TASK DESCRIPTION:
Identify all lines in the listing that include the word "listeners", and copy them out.

═════ PROVIDED DATA

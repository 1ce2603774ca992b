//! DOM event listeners with an owner. Dropping a subscription removes its
//! listener, so tearing down whatever holds them unhooks the page.

use wasm_bindgen::closure::Closure;
use wasm_bindgen::{JsCast, JsValue};
use web_sys::{Event, EventTarget};

pub struct EventSubscription {
    target: EventTarget,
    event_type: &'static str,
    closure: Closure<dyn FnMut(Event)>,
}

impl EventSubscription {
    /// Attach `handler` to `target`; the event is cast to `E` (e.g. `KeyboardEvent`)
    pub fn listen<E, F>(target: &EventTarget, event_type: &'static str, mut handler: F) -> Result<Self, JsValue>
    where
        E: JsCast,
        F: FnMut(E) + 'static,
    {
        let closure = Closure::wrap(Box::new(move |event: Event| {
            handler(event.unchecked_into::<E>());
        }) as Box<dyn FnMut(Event)>);
        target.add_event_listener_with_callback(event_type, closure.as_ref().unchecked_ref())?;
        tracing::trace!(event_type, "listener added");

        Ok(Self {
            target: target.clone(),
            event_type,
            closure,
        })
    }
}

impl Drop for EventSubscription {
    fn drop(&mut self) {
        if let Err(e) = self
            .target
            .remove_event_listener_with_callback(self.event_type, self.closure.as_ref().unchecked_ref())
        {
            tracing::warn!(event_type = self.event_type, error = ?e, "failed to remove listener");
        }
    }
}

/// Every listener the app installed
#[derive(Default)]
pub struct Subscriptions {
    subscriptions: Vec<EventSubscription>,
}

impl Subscriptions {
    pub fn listen<E, F>(&mut self, target: &EventTarget, event_type: &'static str, handler: F) -> Result<(), JsValue>
    where
        E: JsCast,
        F: FnMut(E) + 'static,
    {
        self.subscriptions.push(EventSubscription::listen(target, event_type, handler)?);
        Ok(())
    }

    /// Remove every listener
    pub fn clear(&mut self) {
        let count = self.subscriptions.len();
        self.subscriptions.clear();
        tracing::debug!(count, "listeners removed");
    }
}
use glam::Vec3;

use crate::config::ControlConfig;
use crate::controller::input::{InputProcessor, InputState};
use crate::controller::physics::PhysicsWorld;
use crate::model::Camera;

/// Engagement transitions, raised to subscribers such as the instructions overlay
#[derive(Debug, Clone, Copy, PartialEq, Eq)]
pub enum LockEvent {
    Acquired,
    Released,
}

/// First-person controller: mouse look plus planar movement applied to the
/// player body. Movement, look and shooting only happen while engaged
/// (pointer locked).
pub struct FirstPersonController {
    config: ControlConfig,
    yaw: f32,
    pitch: f32,
    enabled: bool,
    listeners: Vec<Box<dyn FnMut(LockEvent)>>,
}

impl FirstPersonController {
    pub fn new(config: ControlConfig) -> Self {
        Self {
            config,
            yaw: 0.0,
            pitch: 0.0,
            enabled: false,
            listeners: Vec::new(),
        }
    }

    /// Called on every lock transition
    pub fn subscribe(&mut self, listener: impl FnMut(LockEvent) + 'static) {
        self.listeners.push(Box::new(listener));
    }

    /// Sync the engaged flag with the host's pointer-lock state. Returns the
    /// transition, if there was one.
    pub fn set_pointer_locked(&mut self, locked: bool) -> Option<LockEvent> {
        if locked == self.enabled {
            return None;
        }
        self.enabled = locked;
        let event = if locked { LockEvent::Acquired } else { LockEvent::Released };
        tracing::info!(?event, "pointer lock changed");
        for listener in &mut self.listeners {
            listener(event);
        }
        Some(event)
    }

    pub fn is_enabled(&self) -> bool {
        self.enabled
    }

    pub fn yaw(&self) -> f32 {
        self.yaw
    }

    pub fn pitch(&self) -> f32 {
        self.pitch
    }

    /// Apply a mouse delta in pixels
    pub fn apply_look(&mut self, dx: f32, dy: f32) {
        self.yaw += dx * self.config.mouse_sensitivity;
        self.set_pitch(self.pitch - dy * self.config.mouse_sensitivity);
    }

    /// Used by recoil; positive tilts the view up
    pub fn nudge_pitch(&mut self, delta: f32) {
        self.set_pitch(self.pitch + delta);
    }

    fn set_pitch(&mut self, pitch: f32) {
        let pi_half = std::f32::consts::FRAC_PI_2;
        self.pitch = pitch.clamp(-pi_half, pi_half);
    }

    /// Horizontal unit vectors for the current yaw
    fn planar_axes(&self) -> (Vec3, Vec3) {
        let (sin, cos) = self.yaw.sin_cos();
        (Vec3::new(cos, 0.0, sin), Vec3::new(-sin, 0.0, cos))
    }

    /// Per-frame update. Look deltas are always consumed so nothing piles up
    /// while unlocked; the camera always follows the player body.
    pub fn update(
        &mut self,
        dt_ms: f32,
        input: &mut InputState,
        processor: &InputProcessor,
        world: &mut PhysicsWorld,
        camera: &mut Camera,
    ) {
        let (dx, dy) = input.consume_look();

        if self.enabled {
            self.apply_look(dx, dy);

            let (forward, right) = self.planar_axes();
            let mut wish = Vec3::ZERO;
            if processor.is_moving_forward(input) {
                wish += forward;
            }
            if processor.is_moving_backward(input) {
                wish -= forward;
            }
            if processor.is_moving_right(input) {
                wish += right;
            }
            if processor.is_moving_left(input) {
                wish -= right;
            }

            let step = self.config.velocity_factor * dt_ms * 0.1;
            if wish != Vec3::ZERO {
                world.push_player(wish * step);
            }

            if processor.is_jumping(input) && world.player_grounded() {
                world.set_player_vertical_velocity(self.config.jump_velocity);
            }
        }

        self.sync_camera(world, camera);
    }

    /// Put the eye at the player body's centre, looking along yaw/pitch
    pub fn sync_camera(&self, world: &PhysicsWorld, camera: &mut Camera) {
        camera.yaw = self.yaw;
        camera.pitch = self.pitch;
        camera.eye = world.player_position();
    }
}

#[cfg(test)]
mod tests {
    use super::*;
    use crate::config::PlaygroundConfig;
    use crate::controller::input::InputEvent;
    use std::cell::RefCell;
    use std::rc::Rc;

    fn controller() -> FirstPersonController {
        FirstPersonController::new(ControlConfig::default())
    }

    #[test]
    fn test_lock_transitions_notify_once() {
        let mut controller = controller();
        let seen = Rc::new(RefCell::new(Vec::new()));
        let sink = seen.clone();
        controller.subscribe(move |event| sink.borrow_mut().push(event));

        assert!(!controller.is_enabled());
        assert_eq!(controller.set_pointer_locked(true), Some(LockEvent::Acquired));
        assert_eq!(controller.set_pointer_locked(true), None);
        assert_eq!(controller.set_pointer_locked(false), Some(LockEvent::Released));
        assert_eq!(*seen.borrow(), vec![LockEvent::Acquired, LockEvent::Released]);
    }

    #[test]
    fn test_pitch_is_clamped() {
        let mut controller = controller();
        controller.apply_look(0.0, -100_000.0);
        assert_eq!(controller.pitch(), std::f32::consts::FRAC_PI_2);
        controller.nudge_pitch(1.0);
        assert_eq!(controller.pitch(), std::f32::consts::FRAC_PI_2);
        controller.apply_look(0.0, 100_000.0);
        assert_eq!(controller.pitch(), -std::f32::consts::FRAC_PI_2);
    }

    #[test]
    fn test_update_moves_player_along_yaw() {
        let config = PlaygroundConfig::default();
        let mut world = PhysicsWorld::new(&config);
        let mut camera = Camera::new(800, 600, 75.0, 0.1, 1000.0);
        let processor = InputProcessor::default();
        let mut input = InputState::new();
        let mut controller = controller();
        controller.set_pointer_locked(true);

        input.process_event(&InputEvent::KeyDown("w".to_string()));
        controller.update(16.0, &mut input, &processor, &mut world, &mut camera);

        let velocity = world.player_velocity();
        let expected = 0.2 * 16.0 * 0.1;
        assert!((velocity.x - expected).abs() < 1e-5, "{velocity}");
        assert!(velocity.z.abs() < 1e-5);
        assert_eq!(camera.eye, world.player_position());
    }

    #[test]
    fn test_update_ignores_input_while_unlocked() {
        let config = PlaygroundConfig::default();
        let mut world = PhysicsWorld::new(&config);
        let mut camera = Camera::new(800, 600, 75.0, 0.1, 1000.0);
        let processor = InputProcessor::default();
        let mut input = InputState::new();
        let mut controller = controller();

        input.process_event(&InputEvent::KeyDown("d".to_string()));
        input.look_delta = (40.0, 0.0);
        controller.update(16.0, &mut input, &processor, &mut world, &mut camera);

        assert_eq!(world.player_velocity(), Vec3::ZERO);
        assert_eq!(controller.yaw(), 0.0);
        assert_eq!(input.look_delta, (0.0, 0.0));
    }
}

══════════

TASK RESULT:
//! DOM event listeners with an owner. Dropping a subscription removes its
        tracing::debug!(count, "listeners removed");
    listeners: Vec<Box<dyn FnMut(LockEvent)>>,
            listeners: Vec::new(),
        self.listeners.push(Box::new(listener));
        for listener in &mut self.listeners {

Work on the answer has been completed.